Work to complete:
Only a number is expected in reply: the number of lines below that include the word "extend".
*** Information given Section Begins ***
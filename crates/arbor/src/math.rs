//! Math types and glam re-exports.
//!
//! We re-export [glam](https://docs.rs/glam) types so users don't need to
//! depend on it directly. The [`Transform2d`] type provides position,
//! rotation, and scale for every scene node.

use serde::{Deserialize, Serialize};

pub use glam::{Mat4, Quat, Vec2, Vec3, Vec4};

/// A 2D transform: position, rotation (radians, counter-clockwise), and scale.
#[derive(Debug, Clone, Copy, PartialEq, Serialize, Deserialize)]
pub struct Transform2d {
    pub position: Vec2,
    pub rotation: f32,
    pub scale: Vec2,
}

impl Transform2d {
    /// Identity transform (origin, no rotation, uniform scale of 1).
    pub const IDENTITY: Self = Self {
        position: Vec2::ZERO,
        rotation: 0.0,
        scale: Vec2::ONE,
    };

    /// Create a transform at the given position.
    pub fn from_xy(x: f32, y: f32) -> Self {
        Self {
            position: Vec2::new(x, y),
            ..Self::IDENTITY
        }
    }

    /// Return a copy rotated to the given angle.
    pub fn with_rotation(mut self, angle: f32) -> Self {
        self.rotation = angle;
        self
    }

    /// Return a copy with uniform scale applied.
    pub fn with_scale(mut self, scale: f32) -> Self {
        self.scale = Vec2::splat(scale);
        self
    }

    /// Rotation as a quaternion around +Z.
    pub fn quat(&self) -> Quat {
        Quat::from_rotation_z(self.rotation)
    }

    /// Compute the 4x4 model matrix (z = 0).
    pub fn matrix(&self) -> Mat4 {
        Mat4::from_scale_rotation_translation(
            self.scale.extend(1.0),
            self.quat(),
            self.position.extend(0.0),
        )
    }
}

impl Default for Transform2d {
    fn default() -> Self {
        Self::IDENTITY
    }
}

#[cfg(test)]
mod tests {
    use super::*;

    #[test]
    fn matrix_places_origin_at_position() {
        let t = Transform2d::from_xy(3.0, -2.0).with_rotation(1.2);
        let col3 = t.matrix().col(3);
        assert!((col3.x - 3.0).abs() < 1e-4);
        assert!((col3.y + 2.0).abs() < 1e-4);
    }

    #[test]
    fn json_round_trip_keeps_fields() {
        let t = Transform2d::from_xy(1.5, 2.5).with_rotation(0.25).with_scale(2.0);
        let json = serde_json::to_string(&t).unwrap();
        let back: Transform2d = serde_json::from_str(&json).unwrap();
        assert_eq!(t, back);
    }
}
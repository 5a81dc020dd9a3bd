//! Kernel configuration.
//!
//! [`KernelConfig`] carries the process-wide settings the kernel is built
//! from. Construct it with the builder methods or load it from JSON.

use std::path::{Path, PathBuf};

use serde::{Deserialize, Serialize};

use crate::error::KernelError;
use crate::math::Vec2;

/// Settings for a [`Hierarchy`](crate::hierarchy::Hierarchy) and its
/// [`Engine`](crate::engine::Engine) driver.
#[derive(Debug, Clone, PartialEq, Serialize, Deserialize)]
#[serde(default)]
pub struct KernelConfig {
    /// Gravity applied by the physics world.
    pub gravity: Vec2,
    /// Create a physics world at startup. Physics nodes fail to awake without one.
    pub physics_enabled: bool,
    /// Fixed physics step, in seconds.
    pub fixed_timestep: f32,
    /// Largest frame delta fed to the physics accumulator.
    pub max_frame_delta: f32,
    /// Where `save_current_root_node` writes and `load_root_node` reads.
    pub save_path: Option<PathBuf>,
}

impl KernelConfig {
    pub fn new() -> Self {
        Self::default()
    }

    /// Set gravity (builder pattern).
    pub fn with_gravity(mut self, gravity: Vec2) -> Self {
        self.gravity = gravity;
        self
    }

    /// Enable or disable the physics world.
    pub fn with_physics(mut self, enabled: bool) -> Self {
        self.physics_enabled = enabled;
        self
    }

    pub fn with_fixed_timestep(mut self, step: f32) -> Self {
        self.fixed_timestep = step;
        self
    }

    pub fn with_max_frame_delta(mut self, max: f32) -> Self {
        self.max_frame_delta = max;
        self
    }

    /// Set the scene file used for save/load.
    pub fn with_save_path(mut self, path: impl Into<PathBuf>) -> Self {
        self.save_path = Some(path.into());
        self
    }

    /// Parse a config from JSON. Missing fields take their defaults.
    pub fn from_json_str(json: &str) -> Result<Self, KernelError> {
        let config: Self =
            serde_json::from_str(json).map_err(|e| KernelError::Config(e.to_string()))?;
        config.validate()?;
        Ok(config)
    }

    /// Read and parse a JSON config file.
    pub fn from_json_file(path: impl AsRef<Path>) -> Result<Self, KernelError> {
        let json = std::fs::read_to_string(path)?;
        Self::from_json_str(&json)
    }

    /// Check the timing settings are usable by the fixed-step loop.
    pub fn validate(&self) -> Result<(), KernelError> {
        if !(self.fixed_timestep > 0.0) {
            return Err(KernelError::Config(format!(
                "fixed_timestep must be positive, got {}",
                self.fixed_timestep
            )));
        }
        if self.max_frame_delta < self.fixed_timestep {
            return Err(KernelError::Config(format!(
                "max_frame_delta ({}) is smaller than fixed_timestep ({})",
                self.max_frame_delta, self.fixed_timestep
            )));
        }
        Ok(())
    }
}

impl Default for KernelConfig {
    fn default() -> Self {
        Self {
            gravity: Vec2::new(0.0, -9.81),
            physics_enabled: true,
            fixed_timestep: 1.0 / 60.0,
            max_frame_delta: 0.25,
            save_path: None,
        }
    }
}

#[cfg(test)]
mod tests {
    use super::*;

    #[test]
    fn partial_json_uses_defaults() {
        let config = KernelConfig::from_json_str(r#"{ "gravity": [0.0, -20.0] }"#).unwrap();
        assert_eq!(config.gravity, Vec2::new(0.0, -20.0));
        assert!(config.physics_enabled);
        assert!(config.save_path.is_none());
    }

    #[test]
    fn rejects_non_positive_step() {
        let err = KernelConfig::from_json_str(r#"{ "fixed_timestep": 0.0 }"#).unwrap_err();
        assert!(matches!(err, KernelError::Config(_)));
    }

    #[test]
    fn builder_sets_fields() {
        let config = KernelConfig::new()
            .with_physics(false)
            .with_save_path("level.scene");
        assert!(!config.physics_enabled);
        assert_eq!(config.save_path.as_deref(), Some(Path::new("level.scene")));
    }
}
*** Information given Section Ends ***
Response to the task:
2